> Task inputs
============================================================

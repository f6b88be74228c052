use serde::{Deserialize, Serialize};
use std::fs;
use std::path::Path;
use std::time::Duration;

use crate::paths;
use crate::template::{self, TemplateVars};

/// Root configuration structure for relman.json
#[derive(Debug, Clone, Serialize, Deserialize, Default)]
pub struct RelmanConfig {
    #[serde(default)]
    pub defaults: Defaults,
}

/// All configurable defaults that can be overridden via relman.json
#[derive(Debug, Clone, Serialize, Deserialize)]
pub struct Defaults {
    /// Substituted for `{{product}}` in reaper targets and artifact patterns
    /// when the project manifest does not declare a product name.
    #[serde(default = "default_product_name")]
    pub product_name: String,

    #[serde(default = "default_reaper")]
    pub reaper: ReaperConfig,

    #[serde(default = "default_cleanup")]
    pub cleanup: CleanupConfig,

    #[serde(default = "default_build")]
    pub build: BuildConfig,

    #[serde(default = "default_artifacts")]
    pub artifacts: ArtifactsConfig,

    #[serde(default = "default_release")]
    pub release: ReleaseConfig,
}

impl Default for Defaults {
    fn default() -> Self {
        Self {
            product_name: default_product_name(),
            reaper: default_reaper(),
            cleanup: default_cleanup(),
            build: default_build(),
            artifacts: default_artifacts(),
            release: default_release(),
        }
    }
}

/// Process termination before touching the output directory
#[derive(Debug, Clone, Serialize, Deserialize)]
pub struct ReaperConfig {
    #[serde(default = "default_reaper_targets")]
    pub targets: Vec<String>,
    /// Upper bound on waiting for killed processes to disappear
    #[serde(default = "default_settle_ms")]
    pub settle_ms: u64,
    #[serde(default = "default_poll_ms")]
    pub poll_ms: u64,
}

#[derive(Debug, Clone, Serialize, Deserialize)]
pub struct CleanupConfig {
    #[serde(default = "default_output_dir")]
    pub output_dir: String,
    #[serde(default = "default_max_retries")]
    pub max_retries: u32,
    #[serde(default = "default_backoff_ms")]
    pub backoff_ms: u64,
}

#[derive(Debug, Clone, Serialize, Deserialize)]
pub struct BuildConfig {
    #[serde(default = "default_candidates")]
    pub candidates: Vec<BuildCandidateConfig>,
    #[serde(default = "default_pre_build_delay_ms")]
    pub pre_build_delay_ms: u64,
    /// Upper bound on waiting for artifacts after a build exits
    #[serde(default = "default_artifact_timeout_ms")]
    pub artifact_timeout_ms: u64,
    #[serde(default = "default_poll_ms")]
    pub poll_ms: u64,
    #[serde(default = "default_command_timeout_secs")]
    pub command_timeout_secs: u64,
}

/// One entry of the prioritized build command list.
///
/// `script` set: eligible only when package.json declares that script.
/// `script` unset: a standalone tool, always eligible.
#[derive(Debug, Clone, Serialize, Deserialize, PartialEq, Eq)]
pub struct BuildCandidateConfig {
    pub program: String,
    #[serde(default)]
    pub args: Vec<String>,
    #[serde(default, skip_serializing_if = "Option::is_none")]
    pub script: Option<String>,
}

#[derive(Debug, Clone, Serialize, Deserialize)]
pub struct ArtifactsConfig {
    #[serde(default = "default_executable_patterns")]
    pub executable_patterns: Vec<String>,
    #[serde(default = "default_update_manifest")]
    pub update_manifest: String,
    #[serde(default = "default_extra_upload_patterns")]
    pub extra_upload_patterns: Vec<String>,
}

#[derive(Debug, Clone, Serialize, Deserialize)]
pub struct ReleaseConfig {
    #[serde(default = "default_release_tool")]
    pub tool: String,
    #[serde(default = "default_notes_file_prefix")]
    pub notes_file_prefix: String,
    #[serde(default = "default_list_limit")]
    pub list_limit: u32,
}

impl ReaperConfig {
    pub fn settle(&self) -> Duration {
        Duration::from_millis(self.settle_ms)
    }

    pub fn poll(&self) -> Duration {
        Duration::from_millis(self.poll_ms.max(1))
    }

    /// Targets with `{{product}}` rendered.
    pub fn resolved_targets(&self, product: &str) -> Vec<String> {
        self.targets
            .iter()
            .map(|t| template::render(t, &[(TemplateVars::PRODUCT, product)]))
            .collect()
    }
}

impl CleanupConfig {
    pub fn backoff(&self) -> Duration {
        Duration::from_millis(self.backoff_ms)
    }
}

impl BuildConfig {
    pub fn pre_build_delay(&self) -> Duration {
        Duration::from_millis(self.pre_build_delay_ms)
    }

    pub fn artifact_timeout(&self) -> Duration {
        Duration::from_millis(self.artifact_timeout_ms)
    }

    pub fn poll(&self) -> Duration {
        Duration::from_millis(self.poll_ms.max(1))
    }

    pub fn command_timeout(&self) -> Duration {
        Duration::from_secs(self.command_timeout_secs)
    }
}

impl ArtifactsConfig {
    pub fn resolved_executable_patterns(&self, product: &str) -> Vec<String> {
        self.executable_patterns
            .iter()
            .map(|p| template::render(p, &[(TemplateVars::PRODUCT, product)]))
            .collect()
    }
}

// =============================================================================
// Default value functions (match the observed release manager behavior)
// =============================================================================

fn default_product_name() -> String {
    "MakeYourLifeEasier".to_string()
}

fn default_reaper() -> ReaperConfig {
    ReaperConfig {
        targets: default_reaper_targets(),
        settle_ms: default_settle_ms(),
        poll_ms: default_poll_ms(),
    }
}

fn default_reaper_targets() -> Vec<String> {
    vec![
        "electron.exe".to_string(),
        "{{product}}.exe".to_string(),
        "node.exe".to_string(),
    ]
}

fn default_settle_ms() -> u64 {
    3000
}

fn default_poll_ms() -> u64 {
    250
}

fn default_cleanup() -> CleanupConfig {
    CleanupConfig {
        output_dir: default_output_dir(),
        max_retries: default_max_retries(),
        backoff_ms: default_backoff_ms(),
    }
}

fn default_output_dir() -> String {
    "dist".to_string()
}

fn default_max_retries() -> u32 {
    3
}

fn default_backoff_ms() -> u64 {
    3000
}

fn default_build() -> BuildConfig {
    BuildConfig {
        candidates: default_candidates(),
        pre_build_delay_ms: default_pre_build_delay_ms(),
        artifact_timeout_ms: default_artifact_timeout_ms(),
        poll_ms: default_poll_ms(),
        command_timeout_secs: default_command_timeout_secs(),
    }
}

fn npm_script(name: &str) -> BuildCandidateConfig {
    BuildCandidateConfig {
        program: "npm".to_string(),
        args: vec!["run".to_string(), name.to_string()],
        script: Some(name.to_string()),
    }
}

/// Most comprehensive scripts first, generic fallbacks last.
pub fn default_candidates() -> Vec<BuildCandidateConfig> {
    vec![
        npm_script("build-all"),
        npm_script("build-portable"),
        npm_script("build-installer"),
        npm_script("build"),
        npm_script("dist"),
        npm_script("electron:build"),
        BuildCandidateConfig {
            program: "npx".to_string(),
            args: vec!["electron-builder".to_string()],
            script: None,
        },
        npm_script("make"),
    ]
}

fn default_pre_build_delay_ms() -> u64 {
    2000
}

fn default_artifact_timeout_ms() -> u64 {
    5000
}

fn default_command_timeout_secs() -> u64 {
    300
}

fn default_artifacts() -> ArtifactsConfig {
    ArtifactsConfig {
        executable_patterns: default_executable_patterns(),
        update_manifest: default_update_manifest(),
        extra_upload_patterns: default_extra_upload_patterns(),
    }
}

fn default_executable_patterns() -> Vec<String> {
    vec![
        "{{product}}-*.exe".to_string(),
        "*.exe".to_string(),
        "*.AppImage".to_string(),
        "*.dmg".to_string(),
        "*.deb".to_string(),
    ]
}

fn default_update_manifest() -> String {
    "latest.yml".to_string()
}

fn default_extra_upload_patterns() -> Vec<String> {
    vec!["*.blockmap".to_string()]
}

fn default_release() -> ReleaseConfig {
    ReleaseConfig {
        tool: default_release_tool(),
        notes_file_prefix: default_notes_file_prefix(),
        list_limit: default_list_limit(),
    }
}

fn default_release_tool() -> String {
    "gh".to_string()
}

fn default_notes_file_prefix() -> String {
    "temp_release_notes".to_string()
}

fn default_list_limit() -> u32 {
    30
}

// =============================================================================
// Loading functions
// =============================================================================

/// Load the config from an explicit path, or from relman.json.
///
/// An explicit path must exist and parse. The global relman.json is optional:
/// when missing or invalid, built-in defaults are used.
pub fn load_config(explicit: Option<&Path>) -> crate::Result<RelmanConfig> {
    match explicit {
        Some(path) => load_config_from_file(path),
        None => Ok(paths::relman_json()
            .and_then(|path| load_config_from_file(&path))
            .unwrap_or_default()),
    }
}

fn load_config_from_file(path: &Path) -> crate::Result<RelmanConfig> {
    if !path.exists() {
        return Err(crate::Error::config_missing_key(
            "config",
            Some(path.display().to_string()),
        ));
    }

    let content = crate::io::read_file(path, &format!("read {}", path.display()))?;

    let config: RelmanConfig = serde_json::from_str(&content)
        .map_err(|e| crate::Error::config_invalid_json(path.display().to_string(), e))?;

    validate(&config.defaults)?;
    Ok(config)
}

fn validate(defaults: &Defaults) -> crate::Result<()> {
    if defaults.cleanup.max_retries == 0 {
        return Err(crate::Error::config_invalid_value(
            "defaults.cleanup.max_retries",
            Some("0".to_string()),
            "must be at least 1",
        ));
    }
    if defaults.cleanup.output_dir.trim().is_empty() {
        return Err(crate::Error::config_invalid_value(
            "defaults.cleanup.output_dir",
            None,
            "must not be empty",
        ));
    }
    if defaults.artifacts.executable_patterns.is_empty() {
        return Err(crate::Error::config_invalid_value(
            "defaults.artifacts.executable_patterns",
            None,
            "at least one pattern is required",
        ));
    }
    Ok(())
}

/// Save config to relman.json file (creates if missing).
pub fn save_config(config: &RelmanConfig) -> crate::Result<String> {
    let path = paths::relman_json()?;

    if let Some(parent) = path.parent() {
        fs::create_dir_all(parent).map_err(|e| {
            crate::Error::internal_io(e.to_string(), Some(format!("create {}", parent.display())))
        })?;
    }

    let content = serde_json::to_string_pretty(config).map_err(|e| {
        crate::Error::internal_json(e.to_string(), Some("serialize relman.json".to_string()))
    })?;

    crate::io::write_file_atomic(&path, &content, "write relman.json")?;

    Ok(path.display().to_string())
}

============================================================

Return each line of the data above that includes the word "content".

> Solution to this task
    let content = crate::io::read_file(path, &format!("read {}", path.display()))?;
    let config: RelmanConfig = serde_json::from_str(&content)
    let content = serde_json::to_string_pretty(config).map_err(|e| {
    crate::io::write_file_atomic(&path, &content, "write relman.json")?;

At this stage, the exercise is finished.